1978年、広岡達朗監督の下で3年目を迎えたヤクルトスワローズは、初めてのアメリカ・ユマキャンプで、大砲のチャーリー・マニエルの相棒としてデーブ・ヒルトンを獲得。左右の違いはあれど、もしかしてピート・ローズってこんな感じなのかな? という独特のクラウチングスタイルで、現役メジャーバリバリの選手だとずっと思っていたが、データを見るとそれが勘違いだったことがわかる。でもドカンとホームランをぶちかますボス役っぽいマニエルと、シュアなバッティングとハッスルプレーでスタンドをわかすマジメな鉄砲玉役のヒルトンはいいコンビだった。

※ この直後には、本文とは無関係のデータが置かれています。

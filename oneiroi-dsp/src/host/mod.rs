//! Plug-in host adapter.
//!
//! The host owns a flat bus array of `NUM_BUSES` channels and calls into the
//! engine through four entry points:
//!
//! | Entry point                          | Job                                             |
//! |--------------------------------------|-------------------------------------------------|
//! | [`calculate_requirements`]           | parameter count and memory the host must reserve |
//! | [`Algorithm::construct`]             | build the engine in the host's memory regions   |
//! | [`Algorithm::step`]                  | route buses in, run one block, route buses out  |
//! | [`Algorithm::set_parameter`]         | store a raw value and push it into the patch    |
//!
//! [`Algorithm::diagnostics`] returns what the host's display shows.

mod params;


pub use params::{
    Page, ParamId, Parameter, Scaling, Unit, NUM_BUSES, PAGES, PARAMETERS, PARAM_COUNT,
};

use core::ops::Range;

use crate::arena::{Arena, ArenaUsage};
use crate::buffer::StereoBuffer;
use crate::config::EngineConfig;
use crate::constants::{
    BASE_PITCH_HZ, BULK_POOL_BYTES, CLOCK_THRESHOLD, FAST_POOL_BYTES, LEFT_CHANNEL, RIGHT_CHANNEL,
};
use crate::dsp::helpers::{map_expo, semitones_to_ratio};
use crate::engine::Engine;
use crate::error::Result;
use crate::patch::StartupPhase;

/// Unison values this close to zero snap to exactly zero.
const UNISON_DEAD_ZONE: f32 = 0.0003;

/// What the host has to provide before [`Algorithm::construct`].
#[derive(Debug, Clone, Copy, PartialEq, Eq)]
pub struct Requirements {
    pub param_count: usize,
    pub fast_pool_bytes: usize,
    pub bulk_pool_bytes: usize,
}

pub fn calculate_requirements() -> Requirements {
    Requirements {
        param_count: PARAM_COUNT,
        fast_pool_bytes: FAST_POOL_BYTES,
        bulk_pool_bytes: BULK_POOL_BYTES,
    }
}

/// Memory handed over by the host, sized per [`Requirements`].
pub struct MemoryRegions<'a> {
    pub fast: &'a mut [u8],
    pub bulk: &'a mut [u8],
}

#[derive(Debug, Clone, Copy, PartialEq)]
pub struct HostGlobals {
    pub sample_rate: f32,
    pub max_frames_per_step: usize,
}

/// Values for the host display.
#[derive(Debug, Clone, Copy, PartialEq)]
pub struct Diagnostics {
    /// Free-form values any stage may publish through `PatchState::debug`.
    pub debug: [f32; 4],
    pub fast_utilization: f32,
    pub bulk_utilization: f32,
}

/// One running instance of the engine bound to the host's buses.
pub struct Algorithm<'a> {
    engine: Engine<'a>,
    buffer: StereoBuffer<'a>,
    values: [i16; PARAM_COUNT],
    usage: ArenaUsage,

    semitones: f32,
    fine_cents: f32,
    volts: f32,
    last_clock: f32,
}

impl<'a> Algorithm<'a> {
    /// Build with the default memory sizes for the host's rate and block size.
    pub fn construct(regions: MemoryRegions<'a>, globals: HostGlobals) -> Result<Self> {
        let config = EngineConfig::new(globals.sample_rate, globals.max_frames_per_step);
        Self::construct_with_config(regions, &config)
    }

    /// Build the engine and the host-facing stereo buffer, then apply every
    /// parameter default. Startup is complete when this returns.
    pub fn construct_with_config(regions: MemoryRegions<'a>, config: &EngineConfig) -> Result<Self> {
        let mut arena = Arena::new(regions.fast, regions.bulk);
        let engine = Engine::new(config, &mut arena)?;
        let buffer = StereoBuffer::create(&mut arena, config.max_block_size)?;

        let mut values = [0i16; PARAM_COUNT];
        for (value, param) in values.iter_mut().zip(PARAMETERS.iter()) {
            *value = param.default;
        }

        let mut algorithm = Algorithm {
            engine,
            buffer,
            values,
            usage: arena.usage(),
            semitones: 0.0,
            fine_cents: 0.0,
            volts: 0.0,
            last_clock: 0.0,
        };
        for index in 0..PARAM_COUNT {
            algorithm.parameter_changed(index);
        }
        algorithm.engine.patch_mut().state.startup_phase = StartupPhase::Done;

        log::info!(
            "algorithm constructed: {} parameters, fast {:.1}%, bulk {:.1}%",
            PARAM_COUNT,
            algorithm.usage.fast_utilization() * 100.0,
            algorithm.usage.bulk_utilization() * 100.0
        );
        Ok(algorithm)
    }

    pub fn engine(&self) -> &Engine<'a> {
        &self.engine
    }

    pub fn engine_mut(&mut self) -> &mut Engine<'a> {
        &mut self.engine
    }

    /// Raw value currently stored for a parameter.
    pub fn value(&self, id: ParamId) -> i16 {
        self.values[id.index()]
    }

    /// Store a raw value, clamped to the parameter's range, and apply it.
    ///
    /// Returns `false` for an unknown index.
    pub fn set_parameter(&mut self, index: usize, value: i16) -> bool {
        let Some(id) = ParamId::from_index(index) else {
            log::warn!("ignoring unknown parameter {}", index);
            return false;
        };
        self.values[index] = id.info().clamp(value);
        self.parameter_changed(index);
        true
    }

    /// Push the stored raw value of one parameter into the patch.
    pub fn parameter_changed(&mut self, index: usize) {
        let Some(id) = ParamId::from_index(index) else {
            return;
        };
        let raw = self.values[index] as f32;
        let unit = raw / 1000.0;
        let patch = self.engine.patch_mut();
        let c = &mut patch.ctrls;

        match id {
            // Routing is read directly in `step`.
            ParamId::LeftOutput
            | ParamId::LeftOutputMode
            | ParamId::RightOutput
            | ParamId::RightOutputMode
            | ParamId::LeftInput
            | ParamId::RightInput
            | ParamId::ClockInput => {}

            ParamId::InputLevel => c.input_vol = unit,
            ParamId::OutputLevel => patch.state.out_level = unit,

            ParamId::OscSemi => self.semitones = raw,
            ParamId::OscFine => self.fine_cents = raw,
            ParamId::OscV8c => self.volts = unit,
            ParamId::OscDetune => c.osc_detune = unit,
            ParamId::OscPitchModAmount => c.osc_pitch_mod_amount = unit,
            ParamId::OscUnison => {
                let unison = raw / 10_000.0;
                let centred = unison.abs() <= UNISON_DEAD_ZONE;
                patch.state.osc_unison_center_flag = centred;
                c.osc_unison = if centred { 0.0 } else { unison };
            }
            ParamId::OscDetuneModAmount => c.osc_detune_mod_amount = unit,
            ParamId::SineVol => c.osc1_vol = map_expo(unit),
            ParamId::SuperSawVol => c.osc2_vol = map_expo(unit),
            ParamId::SuperSawWavetable => c.osc_use_wavetable = raw,

            ParamId::FilterVol => c.filter_vol = map_expo(unit),
            ParamId::FilterMode => c.filter_mode = band_centre(raw),
            ParamId::FilterCutoff => c.filter_cutoff = raw / 22_000.0,
            ParamId::FilterCutoffModAmount => c.filter_cutoff_mod_amount = unit,
            ParamId::FilterResonance => c.filter_resonance = unit,
            ParamId::FilterResonanceModAmount => c.filter_resonance_mod_amount = unit,
            ParamId::FilterPosition => c.filter_position = band_centre(raw),

            ParamId::LooperVol => c.looper_vol = map_expo(unit),
            ParamId::LooperSos => c.looper_sos = unit,
            ParamId::LooperFilter => c.looper_filter = unit,
            ParamId::LooperSpeed => c.looper_speed = unit,
            ParamId::LooperSpeedModAmount => c.looper_speed_mod_amount = unit,
            ParamId::LooperStart => c.looper_start = unit,
            ParamId::LooperStartModAmount => c.looper_start_mod_amount = unit,
            ParamId::LooperLength => c.looper_length = unit,
            ParamId::LooperLengthModAmount => c.looper_length_mod_amount = unit,
            ParamId::LooperRecording => c.looper_recording = raw,
            ParamId::LooperResampling => c.looper_resampling = raw,

            ParamId::ResonatorVol => c.resonator_vol = map_expo(unit),
            ParamId::ResonatorTune => c.resonator_tune = raw / 1200.0,
            ParamId::ResonatorFeedback => c.resonator_feedback = unit,
            ParamId::ResonatorDissonance => c.resonator_dissonance = unit,

            ParamId::EchoVol => c.echo_vol = map_expo(unit),
            ParamId::EchoDensity => c.echo_density = unit,
            ParamId::EchoRepeats => c.echo_repeats = unit,
            ParamId::EchoFilter => c.echo_filter = unit,

            ParamId::AmbienceVol => c.ambience_vol = map_expo(unit),
            ParamId::AmbienceDecay => c.ambience_decay = unit,
            ParamId::AmbienceSpacetime => c.ambience_spacetime = unit,
            ParamId::AmbienceAutoPan => c.ambience_auto_pan = raw,

            ParamId::ModType => c.mod_type = unit,
            ParamId::ModSpeed => c.mod_speed = unit,
            ParamId::ModLevel => c.mod_level = unit,
        }

        if matches!(id, ParamId::OscSemi | ParamId::OscFine | ParamId::OscV8c) {
            self.update_pitch();
        }
    }

    /// Fold semitones, cents and V/oct into one frequency.
    fn update_pitch(&mut self) {
        let ratio = semitones_to_ratio(self.semitones)
            * semitones_to_ratio(self.fine_cents / 100.0)
            * semitones_to_ratio(self.volts * 12.0);
        self.engine.patch_mut().ctrls.osc_pitch = BASE_PITCH_HZ * ratio;
    }

    /// Process one block of `frames_by_4 * 4` frames.
    ///
    /// `bus` holds every host bus back to back, each `frames_by_4 * 4` samples
    /// long. Frames past the engine's block capacity are left untouched.
    /// Inputs are read only when both are routed; each output either adds to
    /// or replaces its bus according to its own mode.
    pub fn step(&mut self, bus: &mut [f32], frames_by_4: usize) {
        // Buses are laid out with the host's block length; only the part
        // that fits the engine's buffer is processed.
        let layout = BusLayout {
            stride: frames_by_4 * 4,
            frames: (frames_by_4 * 4).min(self.buffer.capacity()),
            len: bus.len(),
        };
        self.buffer.set_size(layout.frames);
        self.buffer.clear();

        let left_in = layout.range(self.value(ParamId::LeftInput));
        let right_in = layout.range(self.value(ParamId::RightInput));
        if let (Some(left), Some(right)) = (left_in, right_in) {
            let (l, r) = self.buffer.stereo_mut();
            l.copy_from_slice(&bus[left]);
            r.copy_from_slice(&bus[right]);
        }

        if let Some(clock) = layout.range(self.value(ParamId::ClockInput)) {
            let level = bus[clock].first().copied().unwrap_or(0.0);
            let pulse = self.last_clock < CLOCK_THRESHOLD && level >= CLOCK_THRESHOLD;
            self.last_clock = level;
            self.engine.patch_mut().state.sync_in = pulse;
        } else {
            self.engine.patch_mut().state.sync_in = false;
        }

        self.engine.process(&mut self.buffer);

        let routes = [
            (ParamId::LeftOutput, ParamId::LeftOutputMode, LEFT_CHANNEL),
            (ParamId::RightOutput, ParamId::RightOutputMode, RIGHT_CHANNEL),
        ];
        for (output, mode, channel) in routes {
            let Some(range) = layout.range(self.value(output)) else {
                continue;
            };
            let source = self.buffer.samples_ref(channel);
            let dest = &mut bus[range];
            if self.value(mode) == 1 {
                dest.copy_from_slice(source);
            } else {
                for (d, s) in dest.iter_mut().zip(source) {
                    *d += *s;
                }
            }
        }
    }

    pub fn diagnostics(&self) -> Diagnostics {
        Diagnostics {
            debug: self.engine.patch().state.debug,
            fast_utilization: self.usage.fast_utilization(),
            bulk_utilization: self.usage.bulk_utilization(),
        }
    }
}

/// Enum index `i` of four mapped into the middle-low of band `i`.
fn band_centre(index: f32) -> f32 {
    index / 4.0 + 0.01
}

/// Where each bus sits in the host's flat bus array for one step.
#[derive(Clone, Copy)]
struct BusLayout {
    /// Samples per bus as laid out by the host.
    stride: usize,
    /// Samples per bus the engine processes, at most `stride`.
    frames: usize,
    /// Length of the whole bus array.
    len: usize,
}

impl BusLayout {
    /// Processed range of a 1-based bus, `None` when unrouted or out of bounds.
    fn range(&self, bus: i16) -> Option<Range<usize>> {
        if bus < 1 {
            return None;
        }
        let start = (bus as usize - 1) * self.stride;
        (start + self.stride <= self.len).then_some(start..start + self.frames)
    }
}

この年のセントラルリーグは、8月31日を終えて勝率5割を超えるのが巨人、ヤクルト、大洋、広島の4チーム。その中で、ヒルトンの打率 .342 は断トツの1位。9月、10月のシーズン終盤に調子を落として最終成績は .317、打撃成績は8位に終わるが、二塁手としてベストナインに選出されて、ヤクルトスワローズ初優勝の切り込み隊長としては十分な働きを見せてくれた。そしてこの写真のように、日本シリーズ第4戦では瀬戸際に追い詰められた9回二死からシリーズの流れをスワローズに引き戻す重要な逆転2ランをかっ飛ばした。

 

もう一打、デーブ・ヒルトンが放った貴重なヒットがある。1978年4月1日、神宮球場でのシーズン開幕戦。対戦相手は広島カープ、開幕投手は前年度最多勝投手の高橋里志。初回、公式戦初登場の先頭打者ヒルトンは右中間に二塁打を放ち、二番水谷新太郎の犠打と三番若松勉の犠牲フライで先制するが、このヒルトンの二塁打を外野席でみていたジャズバーの経営者だった村上春樹さんは、「そうだ、小説を書こう」と思い立った。ここら辺の経緯は、『やがて哀しき外国語』『走ることについて語るときに僕の語ること』『村上春樹 雑文集』などに取り上げられている。ヒルトンの打ったシーズン初打席の二塁打が、のちに『風の歌を聴け』となる処女作を執筆するきっかけとなって、その作品は翌1979年4月には群像新人文学賞を受賞した。

 

もしもヒルトンが春先はさっぱりエンジンがかからず凡打の山を築くタイプだったり、もしもヒルトンがペピトーンのようにダメ外人のレッテルを貼られるような残念な助っ人だったりしたら、その後に生まれた数々の村上春樹作品はどうなっていたんだろう。

 

『風の歌を聴け』が群像新人賞を受賞した1979年、ヤクルトスワローズは一転、開幕8連敗、8月には広岡監督が辞任、そしてセ・リーグ最下位に終わり、この年限りでヒルトンはヤクルトスワローズを自由契約となって、阪神タイガースに移籍。1980年シーズン途中で阪神タイガースも解雇されて日本を去った。

 

昨年9月、デーブ・ヒルトンさんはお亡くなりになりましたが、彼の功績を称える地元紙の記事には “Well-respected youth baseball coach” とあり、2008年にフィラデルフィア・フィリーズの監督としてワールドシリーズを制覇したチャーリー・マニエルさんとは別の道で、野球少年たちに愛された人生を送ったようだ。彼のスクール “Arizona School of Baseball” のホームページの写真の中には、王貞治選手と撮った白黒の2ショット写真があり、ヒルトン選手も王選手の隣で少し誇らしげに微笑んでいる。